Top of RECORDS SHOWN
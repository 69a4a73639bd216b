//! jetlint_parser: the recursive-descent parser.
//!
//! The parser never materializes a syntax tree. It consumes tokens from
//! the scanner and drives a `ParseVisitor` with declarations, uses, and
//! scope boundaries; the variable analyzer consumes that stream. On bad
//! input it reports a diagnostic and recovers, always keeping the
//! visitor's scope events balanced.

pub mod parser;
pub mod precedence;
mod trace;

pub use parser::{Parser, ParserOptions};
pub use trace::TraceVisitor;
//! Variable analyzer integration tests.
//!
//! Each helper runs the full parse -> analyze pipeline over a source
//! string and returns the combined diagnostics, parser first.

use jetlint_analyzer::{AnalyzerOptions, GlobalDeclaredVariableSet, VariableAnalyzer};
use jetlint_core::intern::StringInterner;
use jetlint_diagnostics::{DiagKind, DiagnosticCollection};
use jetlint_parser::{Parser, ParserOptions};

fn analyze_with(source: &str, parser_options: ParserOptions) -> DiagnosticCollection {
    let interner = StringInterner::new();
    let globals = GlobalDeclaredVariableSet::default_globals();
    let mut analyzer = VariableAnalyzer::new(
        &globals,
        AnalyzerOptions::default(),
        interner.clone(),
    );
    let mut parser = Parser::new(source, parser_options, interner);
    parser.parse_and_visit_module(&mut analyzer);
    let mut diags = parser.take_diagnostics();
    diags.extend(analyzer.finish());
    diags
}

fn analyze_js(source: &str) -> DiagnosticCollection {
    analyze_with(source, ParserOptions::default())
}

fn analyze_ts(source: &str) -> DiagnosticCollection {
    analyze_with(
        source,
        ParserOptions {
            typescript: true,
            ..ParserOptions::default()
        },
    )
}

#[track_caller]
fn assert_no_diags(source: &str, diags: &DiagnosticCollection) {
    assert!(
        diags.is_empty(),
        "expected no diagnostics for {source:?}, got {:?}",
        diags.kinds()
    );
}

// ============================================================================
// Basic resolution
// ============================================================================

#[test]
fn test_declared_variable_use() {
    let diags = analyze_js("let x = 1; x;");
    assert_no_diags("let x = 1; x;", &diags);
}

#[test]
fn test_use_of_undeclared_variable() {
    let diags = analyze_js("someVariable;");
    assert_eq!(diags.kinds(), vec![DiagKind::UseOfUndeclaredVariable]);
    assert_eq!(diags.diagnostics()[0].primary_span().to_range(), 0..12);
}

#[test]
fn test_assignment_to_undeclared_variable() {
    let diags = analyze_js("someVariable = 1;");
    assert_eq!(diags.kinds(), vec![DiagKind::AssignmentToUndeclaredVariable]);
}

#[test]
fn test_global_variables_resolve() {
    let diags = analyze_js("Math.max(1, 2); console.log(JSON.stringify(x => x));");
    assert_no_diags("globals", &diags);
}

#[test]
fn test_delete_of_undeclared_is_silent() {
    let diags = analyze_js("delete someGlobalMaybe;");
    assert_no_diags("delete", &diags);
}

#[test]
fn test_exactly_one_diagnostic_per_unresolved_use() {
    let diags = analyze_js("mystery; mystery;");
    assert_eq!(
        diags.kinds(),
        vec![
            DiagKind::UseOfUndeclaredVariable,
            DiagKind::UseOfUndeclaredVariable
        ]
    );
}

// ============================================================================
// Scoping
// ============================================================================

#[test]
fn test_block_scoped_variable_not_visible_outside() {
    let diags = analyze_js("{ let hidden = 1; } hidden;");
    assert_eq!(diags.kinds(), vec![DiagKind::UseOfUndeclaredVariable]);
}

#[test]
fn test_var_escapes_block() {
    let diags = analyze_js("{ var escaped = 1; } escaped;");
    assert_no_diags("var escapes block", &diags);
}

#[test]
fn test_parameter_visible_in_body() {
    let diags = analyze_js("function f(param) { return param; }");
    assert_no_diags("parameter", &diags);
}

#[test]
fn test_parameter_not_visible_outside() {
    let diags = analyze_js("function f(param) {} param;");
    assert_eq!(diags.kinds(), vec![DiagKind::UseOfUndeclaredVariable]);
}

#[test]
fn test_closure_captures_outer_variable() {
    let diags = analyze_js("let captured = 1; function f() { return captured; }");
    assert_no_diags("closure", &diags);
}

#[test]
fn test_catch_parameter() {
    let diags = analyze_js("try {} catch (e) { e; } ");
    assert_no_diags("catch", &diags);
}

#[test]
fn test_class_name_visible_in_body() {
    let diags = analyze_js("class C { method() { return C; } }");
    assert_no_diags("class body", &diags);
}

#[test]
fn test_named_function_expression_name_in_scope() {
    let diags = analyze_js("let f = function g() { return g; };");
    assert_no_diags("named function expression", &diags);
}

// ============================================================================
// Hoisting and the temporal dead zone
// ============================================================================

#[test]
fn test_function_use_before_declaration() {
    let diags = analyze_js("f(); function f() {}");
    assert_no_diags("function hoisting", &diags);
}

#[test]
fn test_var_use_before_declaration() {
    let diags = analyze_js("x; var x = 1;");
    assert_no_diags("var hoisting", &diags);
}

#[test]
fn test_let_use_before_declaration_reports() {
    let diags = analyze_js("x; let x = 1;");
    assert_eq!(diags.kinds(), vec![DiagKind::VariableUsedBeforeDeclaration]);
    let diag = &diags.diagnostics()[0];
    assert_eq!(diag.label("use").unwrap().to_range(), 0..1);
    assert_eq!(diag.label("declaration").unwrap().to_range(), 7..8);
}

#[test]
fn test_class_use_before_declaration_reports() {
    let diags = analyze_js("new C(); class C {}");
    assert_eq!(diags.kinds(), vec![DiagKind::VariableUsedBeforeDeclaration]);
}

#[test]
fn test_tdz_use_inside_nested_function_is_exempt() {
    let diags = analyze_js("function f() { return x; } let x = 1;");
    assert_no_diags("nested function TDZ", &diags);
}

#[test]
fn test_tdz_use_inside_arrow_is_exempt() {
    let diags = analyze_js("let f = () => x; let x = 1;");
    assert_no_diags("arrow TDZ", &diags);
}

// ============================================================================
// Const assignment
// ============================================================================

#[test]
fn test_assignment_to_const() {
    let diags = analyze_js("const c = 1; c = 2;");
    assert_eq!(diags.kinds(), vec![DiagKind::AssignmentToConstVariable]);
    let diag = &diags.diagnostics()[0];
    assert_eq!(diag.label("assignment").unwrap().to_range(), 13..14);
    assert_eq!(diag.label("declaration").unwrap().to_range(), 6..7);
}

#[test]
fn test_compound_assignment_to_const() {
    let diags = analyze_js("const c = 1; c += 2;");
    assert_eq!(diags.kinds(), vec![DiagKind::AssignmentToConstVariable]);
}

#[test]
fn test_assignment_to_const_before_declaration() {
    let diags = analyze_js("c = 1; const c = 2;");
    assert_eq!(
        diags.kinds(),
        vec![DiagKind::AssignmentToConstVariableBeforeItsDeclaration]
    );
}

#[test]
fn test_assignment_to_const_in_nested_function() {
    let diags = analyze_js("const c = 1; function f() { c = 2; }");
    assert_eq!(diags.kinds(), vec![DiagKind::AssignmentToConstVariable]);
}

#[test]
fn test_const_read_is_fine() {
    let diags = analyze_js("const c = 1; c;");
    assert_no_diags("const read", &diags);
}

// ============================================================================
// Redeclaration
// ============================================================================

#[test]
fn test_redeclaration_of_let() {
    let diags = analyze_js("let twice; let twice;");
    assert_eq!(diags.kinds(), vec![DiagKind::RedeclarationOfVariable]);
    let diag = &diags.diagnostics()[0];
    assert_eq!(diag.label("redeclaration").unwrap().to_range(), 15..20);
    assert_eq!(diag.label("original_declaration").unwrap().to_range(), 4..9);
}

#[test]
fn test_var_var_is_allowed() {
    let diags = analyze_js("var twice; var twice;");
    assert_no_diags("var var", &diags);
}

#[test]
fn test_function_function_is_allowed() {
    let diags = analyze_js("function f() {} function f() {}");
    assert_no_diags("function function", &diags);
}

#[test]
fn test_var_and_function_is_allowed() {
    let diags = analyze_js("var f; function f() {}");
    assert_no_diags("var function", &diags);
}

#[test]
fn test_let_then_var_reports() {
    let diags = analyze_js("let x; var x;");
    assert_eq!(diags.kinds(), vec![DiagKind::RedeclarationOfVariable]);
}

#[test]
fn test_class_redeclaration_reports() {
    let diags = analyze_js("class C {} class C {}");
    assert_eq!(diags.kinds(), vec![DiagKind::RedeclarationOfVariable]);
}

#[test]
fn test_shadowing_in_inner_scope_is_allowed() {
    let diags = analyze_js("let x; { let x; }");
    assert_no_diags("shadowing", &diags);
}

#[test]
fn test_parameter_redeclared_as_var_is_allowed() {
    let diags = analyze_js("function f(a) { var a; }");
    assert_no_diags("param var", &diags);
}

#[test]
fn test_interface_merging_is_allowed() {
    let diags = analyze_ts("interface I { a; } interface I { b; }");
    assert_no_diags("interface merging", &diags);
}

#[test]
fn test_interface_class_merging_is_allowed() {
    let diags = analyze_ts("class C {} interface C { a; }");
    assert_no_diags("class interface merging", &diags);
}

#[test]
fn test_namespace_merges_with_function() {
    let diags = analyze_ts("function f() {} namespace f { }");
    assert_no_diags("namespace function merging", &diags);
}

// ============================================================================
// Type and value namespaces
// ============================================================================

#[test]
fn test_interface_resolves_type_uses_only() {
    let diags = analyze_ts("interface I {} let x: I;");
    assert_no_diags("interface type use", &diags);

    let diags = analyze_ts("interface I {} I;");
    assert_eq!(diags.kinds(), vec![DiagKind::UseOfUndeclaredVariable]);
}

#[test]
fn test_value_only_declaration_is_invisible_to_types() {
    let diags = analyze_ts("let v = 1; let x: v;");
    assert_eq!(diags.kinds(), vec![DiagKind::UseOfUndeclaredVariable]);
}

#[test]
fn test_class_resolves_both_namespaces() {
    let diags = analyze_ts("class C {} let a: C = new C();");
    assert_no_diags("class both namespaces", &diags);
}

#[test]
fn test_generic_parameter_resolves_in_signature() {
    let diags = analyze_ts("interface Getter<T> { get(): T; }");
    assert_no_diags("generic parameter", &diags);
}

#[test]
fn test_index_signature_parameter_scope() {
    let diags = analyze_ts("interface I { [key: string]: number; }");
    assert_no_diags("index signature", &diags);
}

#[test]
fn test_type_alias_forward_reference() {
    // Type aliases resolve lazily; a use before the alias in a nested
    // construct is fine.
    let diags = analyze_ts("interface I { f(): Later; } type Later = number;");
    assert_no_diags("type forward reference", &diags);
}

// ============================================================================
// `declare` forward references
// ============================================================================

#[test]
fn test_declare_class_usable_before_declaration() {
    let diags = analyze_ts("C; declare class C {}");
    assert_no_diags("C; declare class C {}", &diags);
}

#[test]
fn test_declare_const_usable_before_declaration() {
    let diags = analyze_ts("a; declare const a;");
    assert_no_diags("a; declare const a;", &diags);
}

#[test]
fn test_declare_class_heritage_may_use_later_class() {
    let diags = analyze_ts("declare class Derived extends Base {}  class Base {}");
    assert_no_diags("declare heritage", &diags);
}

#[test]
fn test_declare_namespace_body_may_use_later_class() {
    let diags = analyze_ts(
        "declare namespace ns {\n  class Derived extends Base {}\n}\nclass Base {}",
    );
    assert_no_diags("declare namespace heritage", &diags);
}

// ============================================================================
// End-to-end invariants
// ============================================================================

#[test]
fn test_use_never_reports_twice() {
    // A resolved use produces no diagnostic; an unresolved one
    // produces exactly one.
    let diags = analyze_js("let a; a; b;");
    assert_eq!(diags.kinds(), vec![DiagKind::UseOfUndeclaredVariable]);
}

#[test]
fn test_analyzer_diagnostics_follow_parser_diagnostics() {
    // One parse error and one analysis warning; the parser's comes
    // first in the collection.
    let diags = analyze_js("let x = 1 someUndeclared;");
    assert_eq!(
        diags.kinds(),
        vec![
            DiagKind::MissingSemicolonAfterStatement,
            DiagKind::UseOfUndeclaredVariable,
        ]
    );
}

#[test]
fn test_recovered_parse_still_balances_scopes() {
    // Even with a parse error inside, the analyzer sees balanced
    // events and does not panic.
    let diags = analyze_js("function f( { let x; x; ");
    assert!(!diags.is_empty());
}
Bottom of RECORDS SHOWN
→ WORK ORDER
Scan the records for the word "AnalyzerOptions" and copy every line where it is found.

→ ANSWER BOX
use jetlint_analyzer::{AnalyzerOptions, GlobalDeclaredVariableSet, VariableAnalyzer};
        AnalyzerOptions::default(),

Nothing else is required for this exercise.